My question is : is there a way to create batches of SARIMAX models and do
the prediction all at once ? I have looked into the implementation of the
'forecast' function in order to reimplement it for my use, but it seems to
be quite tedious.

What do you think ?

Thank you !

Maxime

Chad Fulton

2018-09-18 21:48:01 UTC

Permalink

Hi Maxime,

It sounds to me like you're already doing the best that can be done within
the state space framework.

The only thing that I can immediately suggest is that you may not need to
filter over the entire length of each test series. You just need to filter
over "enough" observations so that the effect of initial conditions
disappears (this will depend on your model order).

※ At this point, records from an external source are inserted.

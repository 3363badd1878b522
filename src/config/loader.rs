//! CV document loading and validation

use std::path::{Path, PathBuf};

use indexmap::IndexMap;
use log::{debug, warn};
use serde::{Deserialize, Serialize};
use url::Url;

use crate::config::types::TemplateSet;
use crate::constants::{INPUT_EXTENSIONS, STDIN_INDICATOR};
use crate::entry::{DateValue, Entry};
use crate::error::{Error, Result};
use crate::ext::PathExt;
use crate::format::Locale;
use crate::ioutils::read_from;

/// Serialization format of an input document.
#[derive(Debug, Clone, Copy, PartialEq, Eq)]
pub enum InputFormat {
    Yaml,
    Json,
}

impl InputFormat {
    /// Format implied by the file extension of `path`, if it is a supported one.
    pub fn from_path(path: &Path) -> Option<Self> {
        match path.extension_lowercase()?.as_str() {
            "yaml" | "yml" => Some(InputFormat::Yaml),
            "json" => Some(InputFormat::Json),
            _ => None,
        }
    }
}

#[derive(Debug, Clone, Default, PartialEq, Serialize)]
pub struct Cv {
    #[serde(skip_serializing_if = "Option::is_none")]
    pub name: Option<String>,
    pub sections: IndexMap<String, Vec<Entry>>,
}

#[derive(Debug, Clone, Default, PartialEq, Serialize, Deserialize)]
pub struct Design {
    #[serde(default)]
    pub templates: TemplateSet,
    /// Section titles whose date ranges also show their time span.
    #[serde(default)]
    pub show_time_spans_in: Vec<String>,
}

/// A CV together with the design and locale it is rendered with.
#[derive(Debug, Clone, Default, PartialEq, Serialize)]
pub struct Document {
    pub cv: Cv,
    pub design: Design,
    pub locale: Locale,
}

/// Document as written, before entries are typed.
#[derive(Debug, Deserialize)]
struct RawDocument {
    cv: RawCv,
    #[serde(default)]
    design: Design,
    #[serde(default)]
    locale: Locale,
}

#[derive(Debug, Deserialize)]
struct RawCv {
    #[serde(default)]
    name: Option<String>,
    #[serde(default)]
    sections: IndexMap<String, Vec<serde_json::Value>>,
}

impl Document {
    /// Loads a document from `path`.
    ///
    /// `-` reads YAML from stdin. A path without a supported extension is
    /// tried with each of [`INPUT_EXTENSIONS`] appended, in order.
    pub fn load<P: AsRef<Path>>(path: P) -> Result<Self> {
        let path = path.as_ref();
        if path.to_str_checked()? == STDIN_INDICATOR {
            debug!("Reading document from stdin");
            let content = read_from(std::io::stdin())?;
            return Self::from_str_with_format(&content, InputFormat::Yaml);
        }

        let (path, format) = resolve_input(path)?;
        debug!("Loading {format:?} document from {}", path.display());
        let content = std::fs::read_to_string(&path)?;
        Self::from_str_with_format(&content, format)
    }

    /// Parses, normalizes and validates a document.
    pub fn from_str_with_format(content: &str, format: InputFormat) -> Result<Self> {
        let raw: RawDocument = match format {
            InputFormat::Json => serde_json::from_str(content)?,
            InputFormat::Yaml => serde_yaml::from_str(content)?,
        };

        let mut sections = IndexMap::with_capacity(raw.cv.sections.len());
        for (title, values) in raw.cv.sections {
            let entries = values
                .into_iter()
                .enumerate()
                .map(|(index, value)| parse_entry(&title, index, value))
                .collect::<Result<Vec<_>>>()?;
            sections.insert(title, entries);
        }

        let document = Document {
            cv: Cv {
                name: raw.cv.name,
                sections,
            },
            design: Design {
                templates: raw.design.templates.merged_over_defaults(),
                show_time_spans_in: raw.design.show_time_spans_in,
            },
            locale: raw.locale,
        };
        document.validate()?;
        Ok(document)
    }

    pub fn validate(&self) -> Result<()> {
        let templates = &self.design.templates;
        for (name, template) in [
            ("single_date", &templates.single_date),
            ("date_range", &templates.date_range),
            ("time_span", &templates.time_span),
        ] {
            if template.trim().is_empty() {
                return Err(Error::ConfigValidation(format!(
                    "{name} template must not be empty"
                )));
            }
        }

        for (name, months) in [
            ("month_names", &self.locale.month_names),
            ("month_abbreviations", &self.locale.month_abbreviations),
        ] {
            if months.len() != 12 {
                return Err(Error::ConfigValidation(format!(
                    "locale {name} must list 12 months, found {}",
                    months.len()
                )));
            }
        }

        for title in &self.design.show_time_spans_in {
            if !self.cv.sections.contains_key(title) {
                warn!("show_time_spans_in lists '{title}', which is not a section of this CV");
            }
        }

        for (title, entries) in &self.cv.sections {
            for core in entries.iter().filter_map(Entry::core) {
                if core.date.as_ref().is_some_and(DateValue::is_present)
                    || core.start_date.as_ref().is_some_and(DateValue::is_present)
                {
                    return Err(Error::ConfigValidation(format!(
                        "'present' can only end a date range (section '{title}')"
                    )));
                }
                if let Some(url) = core.url.as_deref() {
                    validate_url(url).map_err(|reason| {
                        Error::ConfigValidation(format!(
                            "invalid url '{url}' in section '{title}': {reason}"
                        ))
                    })?;
                }
            }
        }
        Ok(())
    }

    /// Whether date ranges in `section` show their time span.
    pub fn shows_time_span_in(&self, section: &str) -> bool {
        self.design.show_time_spans_in.iter().any(|title| title == section)
    }
}

/// Date attributes checked for a precise error when an entry fails to type.
const DATE_KEYS: [&str; 3] = ["date", "start_date", "end_date"];

fn parse_entry(section: &str, index: usize, value: serde_json::Value) -> Result<Entry> {
    match Entry::deserialize(&value) {
        Ok(entry) => Ok(entry.normalized()),
        Err(err) => {
            let position = format!("entry {} of section '{section}'", index + 1);
            if let Some(invalid) = invalid_date(&value) {
                debug!("Malformed date in {position}");
                return Err(invalid);
            }
            Err(Error::UnknownEntryType(format!("{position} ({err})")))
        }
    }
}

/// The first malformed date attribute of an entry, if any.
fn invalid_date(value: &serde_json::Value) -> Option<Error> {
    DATE_KEYS
        .iter()
        .filter_map(|key| value.get(*key))
        .filter_map(DateValue::from_json)
        .find_map(Result::err)
}

fn validate_url(url: &str) -> std::result::Result<(), String> {
    let parsed = Url::parse(url).map_err(|err| err.to_string())?;
    match parsed.scheme() {
        "http" | "https" => Ok(()),
        scheme => Err(format!("unsupported scheme '{scheme}'")),
    }
}

fn resolve_input(path: &Path) -> Result<(PathBuf, InputFormat)> {
    if let Some(format) = InputFormat::from_path(path) {
        if path.is_file() {
            return Ok((path.to_path_buf(), format));
        }
    } else {
        let base = path.to_str_checked()?;
        for extension in INPUT_EXTENSIONS {
            let candidate = PathBuf::from(format!("{base}.{extension}"));
            if let Some(format) = InputFormat::from_path(&candidate) {
                if candidate.is_file() {
                    return Ok((candidate, format));
                }
            }
        }
    }

    Err(Error::ConfigNotFound {
        path: path.display().to_string(),
        extensions: INPUT_EXTENSIONS.join(", "),
    })
}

If you'd like to post some example code, I can take a look and see if
anything obvious jumps out.

Best,
Chad

Post by Maxime De Bois
Hello,
I have an already fitted SARIMAX model and I need to test it on other time
series. So far, for every time series I need to test, I create a new model
and apply the 'filter' function with the fitted model parameters. While it
does not take long per time series, having thousands forecasting time
series to forecast, it ends up taking a very long time.
My question is : is there a way to create batches of SARIMAX models and do
the prediction all at once ? I have looked into the implementation of the
'forecast' function in order to reimplement it for my use, but it seems to
be quite tedious.
What do you think ?
Thank you !
Maxime

Maxime De Bois

2018-09-20 14:27:52 UTC

Permalink

Hello Chad,

Thank you for trying to help me out. When you say "enough observations",
you mean observations the size of the autoregressive order (p)? If so, I
have already been doing that.

An idea would be to multiprocess the forecasting part if the a single
forecasting does not take all the CPUs. I haven't check that, though.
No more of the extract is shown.